Editor’s note: This market commentary is provided by Dave Kurzawski, risk-management consultant with FC Stone/Downes-O’Neill, Chicago, Ill.

Class III prices shifted higher again Wednesday on another very-light-volume day relative to daily trading volumes of the past month. Commercial buyers are still showing concern for Q3 and Q4 prices, and have been a primary driver of price strength in the July through December time frame so far this week. Producer selling continues to be lighter than during the past few weeks, and has provided little headwind to futures prices lately. Look for Class III to open steady to 10 cents per hundredweight lower this morning. 

With the CME cheese trade staring down the pivotal $2-per-pound mark, the Class III market has largely been winding down this week. The April contract, for example, has traded a 25-cents-per-hundredweight range all week, versus a range of more than 50-cents-per-hundredweight during the past six weeks. There is ambivalence by the trade as to the outcome of hand-to-mouth buying of late either igniting another panicked rally or truly shutting down to any extra loads at these levels. No one knows how that will play out, but we think it will eventually lead to slightly weaker cheese prices and we can take a cue for CME spot butter.

The CME spot butter price dropped for the fourth day in a row Wednesday. Since butter was the commodity de jour when the contra-seasonal rally developed, we expect that further weakening there may foreshadow a period of calmer nerves. Still NFDM prices remain well bid here at $1.80, and those firm prices may just keep more milk flowing into Class IV rather than Class III for the next few weeks, regardless of a continued pull-back in butter. Look for a mixed-to-lower opening on butter.

Turning to the general economy for a moment, January Retail Sales, which we announced earlier this week, rose 0.3 percent, almost half of what was expected.  Higher gas prices and brutal winter blizzards were to blame. While the picture for consumer spending should look a little brighter in 50-degree February weather, spending is largely extremely uneven and fickle here in 2011.

Milk production is scheduled to be released tomorrow afternoon at 2 p.m. central. We are looking for a 2.9 percent increase in the 23-states and number and a 2.5 percent increase in the total U.S. figure.

The grain complex traded firm overnight as the market recoils some from this week’s aggressive selling. Strong weekly export sales will like contribute to a higher opening for corn.
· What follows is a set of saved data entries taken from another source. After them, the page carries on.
//! Per-parse memo table: one slot per token position, each holding one entry
//! per non-terminal. Slots are allocated on first visit and never evicted.

/// A successful match: its value and the index of the first unconsumed token.
#[derive(Debug, Clone, PartialEq)]
pub(crate) struct Step<V> {
    pub value: V,
    pub next: usize,
}

/// A memoized outcome; `None` is a (backtrackable) failure.
pub(crate) type Memo<V> = Option<Step<V>>;

pub(crate) struct MemoTable<V> {
    slots: Vec<Option<Box<[Option<Memo<V>>]>>>,
    width: usize,
}

impl<V> MemoTable<V> {
    /// `positions` includes the one-past-the-end index reached after EOF.
    pub fn new(positions: usize, width: usize) -> Self {
        let mut slots = Vec::with_capacity(positions);
        slots.resize_with(positions, || None);
        Self { slots, width }
    }

    pub fn get(&self, at: usize, non_terminal: usize) -> Option<&Memo<V>> {
        self.slots.get(at)?.as_ref()?[non_terminal].as_ref()
    }

    pub fn insert(&mut self, at: usize, non_terminal: usize, memo: Memo<V>) {
        let width = self.width;
        let slot = self.slots[at].get_or_insert_with(|| {
            (0..width).map(|_| None).collect::<Vec<_>>().into_boxed_slice()
        });
        slot[non_terminal] = Some(memo);
    }

    #[cfg(test)]
    pub fn visited_positions(&self) -> usize {
        self.slots.iter().filter(|s| s.is_some()).count()
    }
}

#[cfg(test)]
mod tests {
    use super::*;

    #[test]
    fn entries_distinguish_failure_from_absence() {
        let mut memo: MemoTable<u32> = MemoTable::new(4, 2);
        assert!(memo.get(0, 0).is_none());
        memo.insert(0, 0, None);
        assert_eq!(memo.get(0, 0), Some(&None));
        assert!(memo.get(0, 1).is_none());
        memo.insert(0, 1, Some(Step { value: 7, next: 2 }));
        assert_eq!(memo.get(0, 1), Some(&Some(Step { value: 7, next: 2 })));
        assert_eq!(memo.visited_positions(), 1);
    }

    #[test]
    fn overwrite_replaces_seeded_entry() {
        let mut memo: MemoTable<u32> = MemoTable::new(2, 1);
        memo.insert(1, 0, None);
        memo.insert(1, 0, Some(Step { value: 1, next: 2 }));
        assert_eq!(memo.get(1, 0), Some(&Some(Step { value: 1, next: 2 })));
        assert!(memo.get(5, 0).is_none());
    }
}
//! A regex-driven lexer and a memoized recursive-descent parser for grammars
//! written as flat lists of production rules.
//!
//! ```no_run
//! use lexparse::{Grammar, ParseOptions, Parser, Rule, Value};
//!
//! let grammar = Grammar::new("sum").rules([
//!     Rule::new("sum", "#sum + NUMBER").reduce(|_, v: Vec<Value>| {
//!         Ok(Value::Number(v[0].as_number().unwrap_or(0.0) + v[2].as_number().unwrap_or(0.0)))
//!     }),
//!     Rule::new("sum", "NUMBER"),
//! ]);
//! let parser = Parser::with_default_lexer(grammar)?;
//! assert_eq!(parser.parse_value("1 + 2 + 3", &ParseOptions::default())?, Value::Number(6.0));
//! # Ok::<(), lexparse::Error>(())
//! ```

pub use crate::errors::{print_error, Error, ErrorCategory, ErrorKind, Result, SourceContext};
pub use crate::grammar::{Grammar, Reducer, Rule, Symbol};
pub use crate::lexer::{
    ConfigError, CustomSpec, Lexeme, Lexer, LexerConfig, NewlineBehavior, Tokens,
};
pub use crate::parser::{ParseOptions, ParseOutcome, Parser, ReduceContext};
pub use crate::token::{Marker, Token, TokenKind, TokenValue, DEFAULT_SOURCE_NAME};
pub use crate::value::{FromToken, Value};

pub mod cli;
pub mod errors;
pub mod grammar;
pub mod lexer;
pub mod parser;
pub mod token;
pub mod value;

mod stack;
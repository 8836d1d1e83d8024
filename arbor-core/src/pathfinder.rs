//! Reachability and path enumeration over the transition graph.
//!
//! Both queries look at transition structure only; guards are not evaluated.

use crate::content::Content;
use crate::node::NodeId;
use serde::{Deserialize, Serialize};
use std::collections::{HashSet, VecDeque};

/// One node on a path, with the transition that led to it.
#[derive(Debug, Clone, PartialEq, Eq, Serialize, Deserialize)]
pub struct PathStep {
    #[serde(skip)]
    pub node: Option<NodeId>,
    pub node_name: String,
    pub persistent_id: String,
    /// Empty for the starting node.
    pub transition_id: String,
    pub transition_name: String,
}

#[derive(Debug, Clone, PartialEq, Eq, Default, Serialize, Deserialize)]
pub struct Path {
    pub steps: Vec<PathStep>,
}

impl Path {
    /// Number of transitions on the path.
    pub fn len(&self) -> usize {
        self.steps.len().saturating_sub(1)
    }

    pub fn is_empty(&self) -> bool {
        self.steps.len() <= 1
    }

    pub fn nodes(&self) -> impl Iterator<Item = NodeId> + '_ {
        self.steps.iter().filter_map(|s| s.node)
    }

    pub fn describe(&self) -> String {
        self.steps
            .iter()
            .map(|s| s.node_name.as_str())
            .collect::<Vec<_>>()
            .join(" -> ")
    }
}

fn step(content: &Content, node: NodeId, via: Option<(&str, &str)>) -> PathStep {
    let n = content.node(node);
    let (transition_id, transition_name) = via.unwrap_or(("", ""));
    PathStep {
        node: Some(node),
        node_name: n.map(|n| n.name.clone()).unwrap_or_default(),
        persistent_id: n.map(|n| n.persistent_id.clone()).unwrap_or_default(),
        transition_id: transition_id.to_string(),
        transition_name: transition_name.to_string(),
    }
}

/// Breadth-first reachability. Terminates on cyclic graphs.
pub fn can_reach(content: &Content, start: NodeId, target: NodeId) -> bool {
    if start == target {
        return content.node(start).is_some();
    }

    let mut visited = HashSet::new();
    let mut queue = VecDeque::new();
    visited.insert(start);
    queue.push_back(start);

    while let Some(id) = queue.pop_front() {
        let Some(node) = content.node(id) else { continue };
        for next in node.transitions.iter().filter_map(|t| t.target) {
            if next == target {
                return true;
            }
            if visited.insert(next) {
                queue.push_back(next);
            }
        }
    }
    false
}

/// Depth-first enumeration of simple paths from `start` to `target`.
///
/// Returns at most `max_paths` paths, none with more than `max_depth`
/// transitions, and none visiting a node twice. Transitions are followed in
/// evaluation order, so higher-priority routes are found first.
pub fn find_paths(content: &Content, start: NodeId, target: NodeId, max_paths: usize, max_depth: usize) -> Vec<Path> {
    let mut found = Vec::new();
    if max_paths == 0 || content.node(start).is_none() {
        return found;
    }
    if start == target {
        found.push(Path {
            steps: vec![step(content, start, None)],
        });
        return found;
    }

    let mut on_path = HashSet::new();
    on_path.insert(start);
    let mut current = vec![step(content, start, None)];
    walk(
        content,
        start,
        target,
        max_paths,
        max_depth,
        &mut on_path,
        &mut current,
        &mut found,
    );
    found
}

#[allow(clippy::too_many_arguments)]
fn walk(
    content: &Content,
    at: NodeId,
    target: NodeId,
    max_paths: usize,
    max_depth: usize,
    on_path: &mut HashSet<NodeId>,
    current: &mut Vec<PathStep>,
    found: &mut Vec<Path>,
) {
    // `current` holds one more step than it has transitions.
    if current.len() > max_depth {
        return;
    }
    let Some(node) = content.node(at) else { return };

    for transition in node.ordered_transitions() {
        if found.len() >= max_paths {
            return;
        }
        let Some(next) = transition.target else { continue };
        if on_path.contains(&next) {
            continue;
        }

        current.push(step(content, next, Some((&transition.id, &transition.name))));
        if next == target {
            found.push(Path {
                steps: current.clone(),
            });
        } else {
            on_path.insert(next);
            walk(content, next, target, max_paths, max_depth, on_path, current, found);
            on_path.remove(&next);
        }
        current.pop();
    }
}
Chinese buyers are still turning their heads toward South America to source soybeans, as their harvest is well under way. Regardless, look for a bounce on beans early today but expect traders to sell the rallies until other technical indicators play out.  


2/16  Class III Futures:   Volume:  1,419 Open Interest (OI) Change:  +211  Total OI:  38,773
2/16 Class III Options:  Est. Put Volume: 889 Total OI:  36,382  Est. Call Volume:  692  Total OI:  27,142
2/16  Spot Markets:   Block Cheese $1.9400 (UP 1/4 , 1 Trade); Barrel Cheese $1.9025 (UP 1/4, 1 Trade)
Butter $2.0550 (DOWN 1, 0 Trades); NFDM: A $1.8075 (UP 1, 0 Trade), X $1.7850 (UP 1, 0 Trade)
2/16 Other Dairy Futures Volume:   Butter:  106   Dry Whey:  58  NFDM:  39   Class IV:  63  Cheese: 15  International SMP:  0 

2/16 Individual Class III Futures Prices, Change, Volume & Open Interest

Feb 11     $16.93                 DOWN 3               Vol:   78                OI Change:     DOWN 45
Mar 11    $18.94                UP 17                     Vol:   426             OI Change:     UP 39
Apr 11     $18.78                UP 13                     Vol:   353             OI Change:     UP 57
May 11   $18.33                 UP 10                     Vol:   163             OI Change:     DOWN 1     

FEB-June 2011 Avg:     $18.18              UP 0.08/cwt
July-Dec 2011 Avg:      $17.22              UP 0.11/cwt
FEB-Dec 2011 Avg:       $17.66              UP 0.10/cwt

These data and these comments are provided for information purposes only and are not intended to be used for specific trading strategies. Commodity trading is risky and FCStone Group, Inc., International Assets Holding Corporation, and their affiliates assume no liability for the use of any information contained herein. Although all information is believed to be reliable, we cannot guarantee its accuracy and completeness. Past financial results are not necessarily indicative of future performance. Any examples given are strictly hypothetical and no representation is being made that any person will or is likely to achieve profits or losses similar to those examples. References to and discussions of exchange traded products are made solely on behalf of FCStone, LLC. References to and discussions of OTC products are made solely on behalf of INTL Hanley, LLC, and OTC products are only available to eligible counterparties.